Ceux qui refusent d’abjurer sont contraints à la clandestinité. Pour célébrer leur culte, les protestants se réunissent secrètement, par petits groupes, dans des lieux isolés. En l’absence des pasteurs, chassés du royaume, ces assemblées clandestines, surnommées « assemblées du Désert », sont animées par des fidèles appelés « prédicants ». Quiconque assiste à l’une de ces cérémonies risque la prison ou les galères. Pour les prédicants, c’est tout simplement la potence.

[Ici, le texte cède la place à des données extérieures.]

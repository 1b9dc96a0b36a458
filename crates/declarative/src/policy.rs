//! Policies and their declaration forms
//!
//! A [`Policy`] is a named mode of managing a resource, gated by a signature
//! of [`Assertion`]s over which arguments are declared. Resources select
//! policies either literally (`policy = "remove"`) or through triggers bound
//! to upstream resources, captured by [`PolicyCollection`].

use serde_json::Value;
use std::sync::Arc;

use crate::context::Context;
use crate::error::{Error, Result};
use crate::node::Node;
use crate::provider::{Provider, select_provider};
use crate::resource::Resource;

/// A predicate over argument presence
#[derive(Debug, Clone, Copy, PartialEq, Eq)]
pub enum Assertion {
    /// The argument is declared (or defaulted)
    Present(&'static str),
    /// The argument is not declared
    Absent(&'static str),
    /// Every sub-assertion holds
    And(&'static [Assertion]),
    /// At most one sub-assertion holds
    Nand(&'static [Assertion]),
    /// Exactly one sub-assertion holds
    Xor(&'static [Assertion]),
}

impl Assertion {
    /// Evaluate against a resource.
    ///
    /// Naming an argument the resource type does not have is an error.
    pub fn test(&self, resource: &Resource) -> Result<bool> {
        match self {
            Self::Present(name) => resource.is_present(name),
            Self::Absent(name) => resource.is_present(name).map(|present| !present),
            Self::And(inner) => Ok(count_true(inner, resource)? == inner.len()),
            Self::Nand(inner) => Ok(count_true(inner, resource)? <= 1),
            Self::Xor(inner) => Ok(count_true(inner, resource)? == 1),
        }
    }
}

fn count_true(assertions: &[Assertion], resource: &Resource) -> Result<usize> {
    let mut count = 0;
    for assertion in assertions {
        if assertion.test(resource)? {
            count += 1;
        }
    }
    Ok(count)
}

/// A named, signature-gated mode of managing a resource type
#[derive(Debug, Clone, Copy, PartialEq, Eq)]
pub struct Policy {
    pub name: &'static str,
    pub default: bool,
    pub signature: &'static [Assertion],
}

impl Policy {
    /// The policy that does nothing, used when a type has no default.
    pub const NULL: Self = Self::new("null");

    pub const fn new(name: &'static str) -> Self {
        Self {
            name,
            default: false,
            signature: &[],
        }
    }

    /// Mark this as the type's default policy.
    pub const fn as_default(mut self) -> Self {
        self.default = true;
        self
    }

    pub const fn signature(mut self, signature: &'static [Assertion]) -> Self {
        self.signature = signature;
        self
    }

    /// Whether every assertion of the signature holds for `resource`.
    pub fn conforms(&self, resource: &Resource) -> Result<bool> {
        for assertion in self.signature {
            if !assertion.test(resource)? {
                return Ok(false);
            }
        }
        Ok(true)
    }

    /// Like [`conforms`](Self::conforms), failing with `NonConformingPolicy`.
    pub fn validate(&self, resource: &Resource) -> Result<()> {
        if self.conforms(resource)? {
            Ok(())
        } else {
            Err(Error::NonConformingPolicy {
                resource: resource.id(),
                policy: self.name.to_string(),
            })
        }
    }

    /// The single provider valid for this policy and resource.
    pub fn get_provider(&self, resource: &Resource, ctx: &Context<'_>) -> Result<Arc<dyn Provider>> {
        let candidates = resource.resource_type().providers_for(self.name);
        select_provider(&candidates, self, resource, ctx)
    }
}

/// "Switch to `policy` when `on` fires `when`"
#[derive(Debug, Clone, PartialEq, Eq)]
pub struct PolicyTrigger {
    /// Policy the downstream resource switches to
    pub policy: String,
    /// Event (policy name) fired by the upstream resource
    pub when: String,
    /// Upstream resource id, e.g. `File[/etc/motd]`
    pub on: String,
}

/// The resolved `policy` argument of a resource
#[derive(Debug, Clone, PartialEq, Eq)]
pub enum PolicyCollection {
    /// `policy = "remove"`
    Literal(String),
    /// `policy = { restart = { when = "apply", on = "File[/etc/x]" } }`
    Triggered(Vec<PolicyTrigger>),
}

impl PolicyCollection {
    /// Parse the `policy` node of a declaration. A missing node yields `None`.
    pub fn parse(node: &Node) -> Result<Option<Self>> {
        if node.is_missing() {
            return Ok(None);
        }
        if !node.is_mapping() {
            let name = node
                .as_string()
                .map_err(|_| Error::parse_at("Not a valid policy declaration", node.anchor()))?;
            return Ok(Some(Self::Literal(name)));
        }

        let mut triggers = Vec::new();
        // Keys are policy names, which may contain dashes, so they are read raw.
        for (policy, conditions) in node.as_dict()? {
            let conditions = Node::new(conditions, node.anchor().key(&policy));
            let items = if conditions.is_list() {
                conditions.get_iterable()?
            } else {
                vec![conditions]
            };
            if items.is_empty() {
                return Err(Error::parse_at(
                    format!("policy '{policy}' has no trigger conditions"),
                    node.anchor(),
                ));
            }
            for item in items {
                triggers.push(parse_trigger(&policy, &item)?);
            }
        }

        if triggers.is_empty() {
            return Err(Error::parse_at("empty policy block", node.anchor()));
        }
        Ok(Some(Self::Triggered(triggers)))
    }

    /// The literal policy name; `None` for trigger-only declarations,
    /// which behave as the null policy until triggered.
    pub fn literal(&self) -> Option<&str> {
        match self {
            Self::Literal(name) => Some(name),
            Self::Triggered(_) => None,
        }
    }

    pub fn triggers(&self) -> &[PolicyTrigger] {
        match self {
            Self::Literal(_) => &[],
            Self::Triggered(triggers) => triggers,
        }
    }

    /// Every policy name a trigger could select, in declaration order.
    pub fn trigger_policies(&self) -> Vec<&str> {
        let mut names: Vec<&str> = Vec::new();
        for trigger in self.triggers() {
            if !names.contains(&trigger.policy.as_str()) {
                names.push(&trigger.policy);
            }
        }
        names
    }
}

fn parse_trigger(policy: &str, node: &Node) -> Result<PolicyTrigger> {
    if !node.is_mapping() {
        return Err(Error::parse_at(
            format!("trigger for policy '{policy}' must be a mapping with 'when' and 'on'"),
            node.anchor(),
        ));
    }
    let field = |name: &str| -> Result<String> {
        let child = node.get_key(name);
        match child.resolve()? {
            Value::String(s) => Ok(s.clone()),
            _ => Err(Error::parse_at(
                format!("'{name}' of a trigger must be a string"),
                child.anchor(),
            )),
        }
    };
    Ok(PolicyTrigger {
        policy: policy.to_string(),
        when: field("when")?,
        on: field("on")?,
    })
}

La situation des protestants n’est pas la même dans toutes les provinces. Elle dépend de la personnalité de l’intendant qui est à la tête de chacune d’elles et surtout du zèle des curés locaux en charge de dénoncer les hérétiques.
Dans les Cévennes, où les protestants sont majoritaires, les huguenots sont soumis à l’autorité de l’intendant du Languedoc, un certain Nicolas Lamoignon de Basville. Surnommé par Saint-Simon le « tyran du Languedoc », il réprime les assemblées clandestines avec une extrême sévérité.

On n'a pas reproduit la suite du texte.